Title: The Macabre Masterpiece: Poems of Horror and Gore
Author: Justin Bienvenue
Summary: Have you ever wanted a tour of the infamous underground we know as Hell? To experience different angles of blood? To meet some of horrors most morbid and fearsome creatures? Or maybe you wish to get totally creeped out and be left in utter shock and suspense to the point where your heart is beating so fast but you can’t get enough!?
Review: Okay, I like poetry. God knows I write enough of it, have written dozens of passages, large and small, but never had the urge to publish them (though that is changing). However, the genre of horror poetry is something that intrigued me so I decided to give Justin Bienvenue’s book a chance. However, what awaited me in those pages, within those fifty in-depth poems was something that made my skin crawl worse than the horror themes that filled them.
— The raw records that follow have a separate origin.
use crate::compose::{self, ComposeFile};
use crate::config::Config;
use crate::docker;
use crate::process::CommandRunner;
use crate::term::{self, Prompt};
use anyhow::{Context, Result};
use std::fs;
use std::path::{Component, Path, PathBuf};

/// A WordPress site: a directory named after the site under the root.
#[derive(Debug, Clone, PartialEq, Eq)]
pub struct Site {
    name: String,
    dir: PathBuf,
}

impl Site {
    pub fn new(root: &Path, name: &str) -> Self {
        Site {
            name: name.to_string(),
            dir: root.join(name),
        }
    }

    pub fn name(&self) -> &str {
        &self.name
    }

    pub fn dir(&self) -> &Path {
        &self.dir
    }

    pub fn compose_file(&self) -> PathBuf {
        self.dir.join(compose::FILE_NAME)
    }

    pub fn content_dir(&self) -> PathBuf {
        self.dir.join(compose::CONTENT_DIR)
    }

    pub fn url(&self) -> String {
        format!("http://{}:{}", self.name, compose::WEB_PORT)
    }

    pub fn exists(&self) -> bool {
        self.dir.is_dir()
    }

    /// Whether the directory is a strict child of the root it was created
    /// under: not empty, `.`, `..`, absolute or climbing out.
    pub fn is_contained(&self) -> bool {
        let mut components = Path::new(&self.name).components().peekable();
        components.peek().is_some() && components.all(|c| matches!(c, Component::Normal(_)))
    }

    fn ensure_exists(&self) -> bool {
        if !self.exists() {
            term::warning(&format!(
                "Site '{}' does not exist at {}.",
                self.name,
                self.dir.display()
            ));
            return false;
        }
        true
    }
}

/// Lay out the directory, descriptor and content folder. Existing ones are reused.
pub fn scaffold(site: &Site) -> Result<()> {
    fs::create_dir_all(site.dir())
        .with_context(|| format!("creating {}", site.dir().display()))?;

    let yaml = ComposeFile::wordpress().to_yaml()?;
    fs::write(site.compose_file(), yaml)
        .with_context(|| format!("writing {}", site.compose_file().display()))?;

    fs::create_dir_all(site.content_dir())
        .with_context(|| format!("creating {}", site.content_dir().display()))?;
    Ok(())
}

pub async fn create(runner: &dyn CommandRunner, cfg: &Config, site: &Site) -> Result<()> {
    term::info(&format!("Creating WordPress site '{}'...", site.name()));
    scaffold(site)?;
    docker::compose(runner, cfg, site.dir(), &["up", "-d"]).await;
    term::success(&format!(
        "WordPress site '{}' created successfully.",
        site.name()
    ));
    Ok(())
}

pub async fn enable(runner: &dyn CommandRunner, cfg: &Config, site: &Site) {
    if !site.ensure_exists() {
        return;
    }
    docker::compose(runner, cfg, site.dir(), &["start"]).await;
    term::success("Site enabled.");
}

pub async fn disable(runner: &dyn CommandRunner, cfg: &Config, site: &Site) {
    if !site.ensure_exists() {
        return;
    }
    docker::compose(runner, cfg, site.dir(), &["stop"]).await;
    term::success("Site disabled.");
}

/// Tear the stack down and remove the directory after confirmation.
/// Returns whether anything was deleted.
pub async fn delete(
    runner: &dyn CommandRunner,
    cfg: &Config,
    site: &Site,
    prompt: &dyn Prompt,
) -> Result<bool> {
    let question = format!(
        "Are you sure you want to delete the site '{}'? (Y/N): ",
        site.name()
    );
    if !term::confirm(prompt, &question) {
        return Ok(false);
    }
    if !site.is_contained() {
        term::warning(&format!(
            "Refusing to delete {}: '{}' does not name a directory below {}.",
            site.dir().display(),
            site.name(),
            cfg.root.display()
        ));
        return Ok(false);
    }
    if !site.ensure_exists() {
        return Ok(false);
    }

    docker::compose(runner, cfg, site.dir(), &["down"]).await;
    fs::remove_dir_all(site.dir())
        .with_context(|| format!("removing {}", site.dir().display()))?;
    term::success(&format!("Site '{}' deleted successfully.", site.name()));
    Ok(true)
}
One of my biggest issues with poetry is rhyming, not that I am completely against it, I just simply am not a fan of poems that rhyme each and every line.
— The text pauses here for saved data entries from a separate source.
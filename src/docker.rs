use crate::config::Config;
use crate::process::{run_unchecked, CommandRunner, CommandSpec};
use crate::term;
use std::path::Path;
use tracing::debug;

/// Which of the two tools answered their version query.
#[derive(Debug, Clone, Copy, PartialEq, Eq)]
pub struct Preflight {
    pub runtime: bool,
    pub compose: bool,
}

impl Preflight {
    pub async fn detect(runner: &dyn CommandRunner, cfg: &Config) -> Self {
        let runtime = is_runtime_present(runner, cfg).await;
        let compose = is_compose_present(runner, cfg).await;
        Preflight { runtime, compose }
    }
}

pub async fn is_runtime_present(runner: &dyn CommandRunner, cfg: &Config) -> bool {
    report("Docker", answers_version(runner, &cfg.docker_bin).await)
}

pub async fn is_compose_present(runner: &dyn CommandRunner, cfg: &Config) -> bool {
    report("Docker Compose", answers_version(runner, &cfg.compose_bin).await)
}

fn report(tool: &str, present: bool) -> bool {
    if present {
        term::success(&format!("{tool} is already installed."));
    } else {
        term::warning(&format!("{tool} is not installed."));
    }
    present
}

/// Exit status decides; the version text is never inspected.
async fn answers_version(runner: &dyn CommandRunner, bin: &str) -> bool {
    match runner.run(&CommandSpec::new(bin).arg("--version").captured()).await {
        Ok(out) => {
            debug!(
                bin,
                code = ?out.code,
                stdout = %out.stdout,
                stderr = %out.stderr,
                "version query"
            );
            out.success()
        }
        Err(e) => {
            debug!(bin, error = %e, "version query could not run");
            false
        }
    }
}

/// `docker-compose <args>` against the descriptor in `site_dir`.
pub async fn compose(
    runner: &dyn CommandRunner,
    cfg: &Config,
    site_dir: &Path,
    args: &[&str],
) -> bool {
    let cmd = CommandSpec::new(&cfg.compose_bin)
        .args(args.iter().copied())
        .current_dir(site_dir);
    run_unchecked(runner, &cmd).await
}

#[cfg(test)]
mod tests {
    use super::*;
    use crate::process::Output;
    use crate::testing::{config, FakeRunner};

    #[tokio::test]
    async fn zero_exit_means_present_whatever_stdout_says() {
        let dir = tempfile::tempdir().unwrap();
        let cfg = config(dir.path());
        let runner = FakeRunner::new().respond("docker --version", 0, "command not found");
        assert!(is_runtime_present(&runner, &cfg).await);

        let calls = runner.calls();
        assert_eq!(calls[0].output, Output::Capture);
    }

    #[tokio::test]
    async fn non_zero_exit_means_absent_whatever_stdout_says() {
        let dir = tempfile::tempdir().unwrap();
        let cfg = config(dir.path());
        let runner = FakeRunner::new().respond(
            "docker-compose --version",
            1,
            "Docker Compose version v2.27.0",
        );
        assert!(!is_compose_present(&runner, &cfg).await);
    }

    #[tokio::test]
    async fn unlaunchable_tool_is_absent() {
        let dir = tempfile::tempdir().unwrap();
        let cfg = config(dir.path());
        let runner = FakeRunner::new().missing("docker").missing("docker-compose");
        let found = Preflight::detect(&runner, &cfg).await;
        assert_eq!(
            found,
            Preflight {
                runtime: false,
                compose: false
            }
        );
        assert_eq!(
            runner.lines(),
            vec!["docker --version", "docker-compose --version"]
        );
    }

    #[tokio::test]
    async fn compose_runs_in_site_dir() {
        let dir = tempfile::tempdir().unwrap();
        let cfg = config(dir.path());
        let runner = FakeRunner::new().failing("docker-compose up -d");
        let site_dir = dir.path().join("blog");

        assert!(!compose(&runner, &cfg, &site_dir, &["up", "-d"]).await);
        let calls = runner.calls();
        assert_eq!(calls[0].cwd.as_deref(), Some(site_dir.as_path()));
        assert_eq!(calls[0].output, Output::Inherit);
    }
}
If I wanted constant rhyming I would go read Dr. Seuss or something out of Mother Goose’s stories. That does not mean that this is a bad book, in fact, once I forced myself to get beyond the every line must rhyme thing, I did enjoy some of the imagery that he created in the poems. I did think some of them were a bit redundant, having four poems concerning the river of blood or vampires was a tad much when there was more that could be done with each of these categories in my opinion without the redundancies.
I think my favorite chapter was the last one where things took a slightly more unsettling turn in so far as things went from being physical representations of horror to being a bit more psychological. From the Thirteen Stairs to the Inhibitors of Doom these, despite the rhyming had me sucked in because I love mess with your head imagery truth be told.
Is this something I would read again, probably not on the whole no, but I would definitely read bits and pieces of it, those that caught my attention more than others. I wish I could give it a higher rating than I did, but unfortunately the above issues kinda prohibit me from doing that. Very well done for a first publication and I look forward to seeing more of your work, perhaps with a little less rhyming.